The word "engine" marks the lines to find; copy every such line from the data below.

_Stored data entries_.
※

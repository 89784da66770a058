//! Core domain errors.

use thiserror::Error;

/// Core domain errors for TaskFleet.
#[derive(Debug, Error)]
pub enum CoreError {
    /// Task not found.
    #[error("Task not found: {0}")]
    TaskNotFound(String),

    /// Task processor not found.
    #[error("Task processor not found: {0}")]
    ProcessorNotFound(String),

    /// Invalid state transition.
    #[error("Invalid state transition: {from} -> {to}")]
    InvalidStateTransition { from: String, to: String },

    /// Invalid input.
    #[error("Invalid input: {0}")]
    InvalidInput(String),
}
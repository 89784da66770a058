//! Master coordination commands.
//!
//! Task processors post these onto the master command queue; the elected
//! master drains the queue and reacts. Commands are a tagged union rather
//! than a class hierarchy: terminal lifecycle variants share the common
//! fields (task id, processor id, stopping flag) and carry their own extras.

use crate::{MessageId, ProcessorId, TaskId};
use chrono::{DateTime, Utc};
use serde::{Deserialize, Serialize};

/// A coordination command for the master.
///
/// Marked non-exhaustive: the dispatcher must tolerate (log and ignore)
/// command kinds it does not understand.
#[derive(Debug, Clone, PartialEq, Serialize, Deserialize)]
#[serde(tag = "kind", rename_all = "SCREAMING_SNAKE_CASE")]
#[non_exhaustive]
pub enum MasterCommand {
    /// A client submitted a new task; the master should place it.
    TaskSubmitted { task_id: TaskId },

    /// A processor finished a task successfully.
    TaskCompleted {
        task_id: TaskId,
        processor_id: ProcessorId,
        finished_at: DateTime<Utc>,
        /// Total CPU time consumed, in milliseconds.
        total_cpu_ms: u64,
        is_processor_stopping: bool,
    },

    /// A processor reports an unhandled execution error.
    TaskFailed {
        task_id: TaskId,
        processor_id: ProcessorId,
        finished_at: DateTime<Utc>,
        /// Non-empty error description.
        error: String,
        is_processor_stopping: bool,
    },

    /// A processor acknowledged a cancellation request.
    TaskCancelCompleted {
        task_id: TaskId,
        processor_id: ProcessorId,
        finished_at: DateTime<Utc>,
        is_processor_stopping: bool,
    },

    /// A processor's configuration snapshot changed; its slot budget may
    /// have changed with it.
    ConfigurationChanged { processor_id: ProcessorId },

    /// A new processor registered with the fleet.
    TaskProcessorRegistered { processor_id: ProcessorId },
}

impl MasterCommand {
    /// Short human-readable command kind for logging.
    pub fn kind(&self) -> &'static str {
        match self {
            Self::TaskSubmitted { .. } => "TaskSubmitted",
            Self::TaskCompleted { .. } => "TaskCompleted",
            Self::TaskFailed { .. } => "TaskFailed",
            Self::TaskCancelCompleted { .. } => "TaskCancelCompleted",
            Self::ConfigurationChanged { .. } => "ConfigurationChanged",
            Self::TaskProcessorRegistered { .. } => "TaskProcessorRegistered",
        }
    }
}

/// Bus envelope around a [`MasterCommand`].
///
/// The message id is stable across redeliveries so the queue can
/// de-duplicate; the bus is at-least-once.
#[derive(Debug, Clone, PartialEq, Serialize, Deserialize)]
pub struct MasterCommandEnvelope {
    /// Stable unique message id.
    pub message_id: MessageId,

    /// When the command was issued by its producer.
    pub issued_at: DateTime<Utc>,

    /// The command payload.
    pub command: MasterCommand,
}

impl MasterCommandEnvelope {
    /// Wrap a command in a fresh envelope.
    pub fn new(command: MasterCommand) -> Self {
        Self {
            message_id: MessageId::generate(),
            issued_at: Utc::now(),
            command,
        }
    }
}
//! Persistence contracts consumed by the master engine.
//!
//! Backends are external collaborators; the core only needs typed CRUD and
//! a handful of query shapes (pending, active, by-id). Implementations are
//! assumed thread-safe.

use async_trait::async_trait;
use chrono::{DateTime, Utc};

use taskfleet_core::{ProcessorId, TaskId, TaskProcessorRuntimeInfo, TaskRuntimeInfo};

use crate::error::MasterError;

/// Storage for task runtime info.
#[async_trait]
pub trait TaskRuntimeRepository: Send + Sync {
    /// Store a newly submitted task.
    async fn add(&self, task: TaskRuntimeInfo) -> Result<(), MasterError>;

    /// Fetch a task by id.
    async fn get_by_id(&self, task_id: &TaskId) -> Result<Option<TaskRuntimeInfo>, MasterError>;

    /// All tasks currently occupying processor slots (Pending or InProgress
    /// with an assignment, or InProgress).
    async fn get_active(&self) -> Result<Vec<TaskRuntimeInfo>, MasterError>;

    /// All unassigned Pending tasks, in arrival order.
    async fn get_pending(&self) -> Result<Vec<TaskRuntimeInfo>, MasterError>;

    /// Union of pending and active tasks, in arrival order.
    async fn get_pending_and_active(&self) -> Result<Vec<TaskRuntimeInfo>, MasterError>;

    /// Record an assignment decision. `None` clears the assignment.
    async fn assign(
        &self,
        task_id: &TaskId,
        processor_id: Option<ProcessorId>,
    ) -> Result<(), MasterError>;

    /// Pending -> InProgress on processor confirmation.
    async fn start(&self, task_id: &TaskId, at: DateTime<Utc>) -> Result<(), MasterError>;

    /// Update progress percentage.
    async fn progress(&self, task_id: &TaskId, percent: u8) -> Result<(), MasterError>;

    /// Terminal transition to Failed with a non-empty error.
    async fn fail(&self, task_id: &TaskId, at: DateTime<Utc>, error: &str)
        -> Result<(), MasterError>;

    /// Terminal transition to Success.
    async fn complete(&self, task_id: &TaskId, at: DateTime<Utc>) -> Result<(), MasterError>;

    /// Terminal transition to Canceled.
    async fn cancel(&self, task_id: &TaskId, at: DateTime<Utc>) -> Result<(), MasterError>;
}

/// Registry of task-processor nodes.
#[async_trait]
pub trait ProcessorRegistry: Send + Sync {
    /// Register a processor.
    async fn add(&self, processor: TaskProcessorRuntimeInfo) -> Result<(), MasterError>;

    /// Replace a processor's record (configuration/heartbeat refresh).
    async fn update(&self, processor: TaskProcessorRuntimeInfo) -> Result<(), MasterError>;

    /// All registered processors.
    async fn get_all(&self) -> Result<Vec<TaskProcessorRuntimeInfo>, MasterError>;

    /// Fetch a processor by id.
    async fn get_by_id(
        &self,
        processor_id: &ProcessorId,
    ) -> Result<Option<TaskProcessorRuntimeInfo>, MasterError>;

    /// Id of the currently elected master, if any.
    async fn get_master_id(&self) -> Result<Option<ProcessorId>, MasterError>;

    /// Record the elected master.
    async fn set_master(&self, processor_id: &ProcessorId) -> Result<(), MasterError>;

    /// Remove a processor (stop or crash detection).
    async fn remove(&self, processor_id: &ProcessorId) -> Result<(), MasterError>;
}
impl TaskOutcome {
    fn name(&self) -> &'static str {
        match self {
            Self::Success => "Success",
            Self::Failed { .. } => "Failed",
            Self::Canceled => "Canceled",
        }
    }
}

/// The master coordination engine.
///
/// Logically single-threaded: at most one drain of the command queue is in
/// flight, and commands are handled strictly in pop order. Confirmations
/// arrive on other tasks and meet the drain through the handshake table.
pub struct MasterCommandsProcessor {
    node_id: ProcessorId,
    queue: Arc<dyn MasterCommandQueue>,
    task_bus: Arc<dyn TaskEventBus>,
    processor_bus: Arc<dyn ProcessorEventBus>,
    tasks: Arc<dyn TaskRuntimeRepository>,
    registry: Arc<dyn ProcessorRegistry>,
    distributor: Arc<dyn TaskDistributor>,
    config: MasterConfig,
    handshakes: AssignmentHandshakes,
    /// Re-entrancy guard: at most one drain in flight.
    draining: AtomicBool,
    listeners: Mutex<Option<Listeners>>,
}
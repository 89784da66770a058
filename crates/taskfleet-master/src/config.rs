//! Master engine configuration.

use std::time::Duration;

use taskfleet_core::CoreError;

/// Configuration for the master coordination engine.
#[derive(Debug, Clone)]
pub struct MasterConfig {
    /// How long an assignment attempt waits for the processor to confirm
    /// the task started. Must be positive.
    pub assign_task_timeout: Duration,
}

impl MasterConfig {
    /// Validate the configuration. Fails at startup, not mid-loop.
    pub fn validate(&self) -> Result<(), CoreError> {
        if self.assign_task_timeout.is_zero() {
            return Err(CoreError::InvalidInput(
                "assign_task_timeout must be positive".to_string(),
            ));
        }
        Ok(())
    }
}

impl Default for MasterConfig {
    fn default() -> Self {
        Self {
            assign_task_timeout: Duration::from_secs(30),
        }
    }
}

#[cfg(test)]
mod tests {
    use super::*;

    #[test]
    fn test_default_is_valid() {
        assert!(MasterConfig::default().validate().is_ok());
    }

    #[test]
    fn test_zero_timeout_rejected() {
        let config = MasterConfig {
            assign_task_timeout: Duration::ZERO,
        };
        assert!(config.validate().is_err());
    }
}
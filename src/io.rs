//! Minimal file helpers for writing batch artifacts.

use std::fs::{create_dir_all, File};
use std::io::{self, BufWriter, Write};
use std::path::Path;

/// Writes `lines` to `path`, one per line, creating parent directories.
pub fn write_lines(path: impl AsRef<Path>, lines: &[String]) -> io::Result<()> {
    let path = path.as_ref();
    if let Some(parent) = path.parent().filter(|p| !p.as_os_str().is_empty()) {
        create_dir_all(parent)?;
    }
    let file = File::create(path)?;
    let mut writer = BufWriter::new(file);
    for line in lines {
        writer.write_all(line.as_bytes())?;
        writer.write_all(b"\n")?;
    }
    writer.flush()
}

※

_Task result_.
//! Persistence contracts consumed by the master engine.
/// The master coordination engine.
//! Master engine configuration.
/// Configuration for the master coordination engine.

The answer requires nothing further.